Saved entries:

^^^^^^^^

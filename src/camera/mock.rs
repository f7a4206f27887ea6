use super::interface::{CaptureConstraints, CaptureDevice, RawFrame};
use crate::error::CameraError;
use parking_lot::Mutex;
use std::sync::atomic::{AtomicBool, AtomicU32, AtomicU64, Ordering};
use std::time::SystemTime;
use tracing::debug;

/// Capture device that renders synthetic gradient frames
pub struct MockCaptureDevice {
    deny: AtomicBool,
    acquired: AtomicBool,
    resolution: Mutex<(u32, u32)>,
    frame_counter: AtomicU64,
    acquire_count: AtomicU32,
    release_count: AtomicU32,
}

impl MockCaptureDevice {
    pub fn new() -> Self {
        Self {
            deny: AtomicBool::new(false),
            acquired: AtomicBool::new(false),
            resolution: Mutex::new((0, 0)),
            frame_counter: AtomicU64::new(0),
            acquire_count: AtomicU32::new(0),
            release_count: AtomicU32::new(0),
        }
    }

    /// Device that refuses acquisition as if permission was denied
    pub fn denied() -> Self {
        let device = Self::new();
        device.set_denied(true);
        device
    }

    pub fn set_denied(&self, deny: bool) {
        self.deny.store(deny, Ordering::Relaxed);
    }

    pub fn is_acquired(&self) -> bool {
        self.acquired.load(Ordering::Relaxed)
    }

    pub fn acquire_count(&self) -> u32 {
        self.acquire_count.load(Ordering::Relaxed)
    }

    pub fn release_count(&self) -> u32 {
        self.release_count.load(Ordering::Relaxed)
    }

    pub fn frame_count(&self) -> u64 {
        self.frame_counter.load(Ordering::Relaxed)
    }
}

impl Default for MockCaptureDevice {
    fn default() -> Self {
        Self::new()
    }
}

#[async_trait::async_trait]
impl CaptureDevice for MockCaptureDevice {
    async fn acquire(&self, constraints: &CaptureConstraints) -> Result<(), CameraError> {
        self.acquire_count.fetch_add(1, Ordering::Relaxed);

        if self.deny.load(Ordering::Relaxed) {
            return Err(CameraError::PermissionDenied);
        }

        *self.resolution.lock() = (constraints.width, constraints.height);
        self.acquired.store(true, Ordering::Relaxed);
        debug!(
            "Mock camera acquired at {}x{}",
            constraints.width, constraints.height
        );
        Ok(())
    }

    fn still_frame(&self) -> Option<RawFrame> {
        if !self.acquired.load(Ordering::Relaxed) {
            return None;
        }

        let (width, height) = *self.resolution.lock();
        let frame_id = self.frame_counter.fetch_add(1, Ordering::Relaxed);
        let shift = (frame_id * 17 % 256) as u32;

        let mut rgb = Vec::with_capacity(width as usize * height as usize * 3);
        for y in 0..height {
            for x in 0..width {
                rgb.push(((x * 255 / width.max(1) + shift) % 256) as u8);
                rgb.push(((y * 255 / height.max(1)) % 256) as u8);
                rgb.push(((x + y + shift) % 256) as u8);
            }
        }

        Some(RawFrame {
            width,
            height,
            rgb,
            timestamp: SystemTime::now(),
        })
    }

    fn release(&self) {
        self.release_count.fetch_add(1, Ordering::Relaxed);
        if self.acquired.swap(false, Ordering::Relaxed) {
            debug!("Mock camera released");
        }
    }
}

^^^^^^^^

Copy out only the lines of the records above from the one with "camera acquired at" through the one with "rgb.push(((x * 255", exactly as they stand, both included.

            "Mock camera acquired at {}x{}",
            constraints.width, constraints.height
        );
        Ok(())
    }

    fn still_frame(&self) -> Option<RawFrame> {
        if !self.acquired.load(Ordering::Relaxed) {
            return None;
        }

        let (width, height) = *self.resolution.lock();
        let frame_id = self.frame_counter.fetch_add(1, Ordering::Relaxed);
        let shift = (frame_id * 17 % 256) as u32;

        let mut rgb = Vec::with_capacity(width as usize * height as usize * 3);
        for y in 0..height {
            for x in 0..width {
                rgb.push(((x * 255 / width.max(1) + shift) % 256) as u8);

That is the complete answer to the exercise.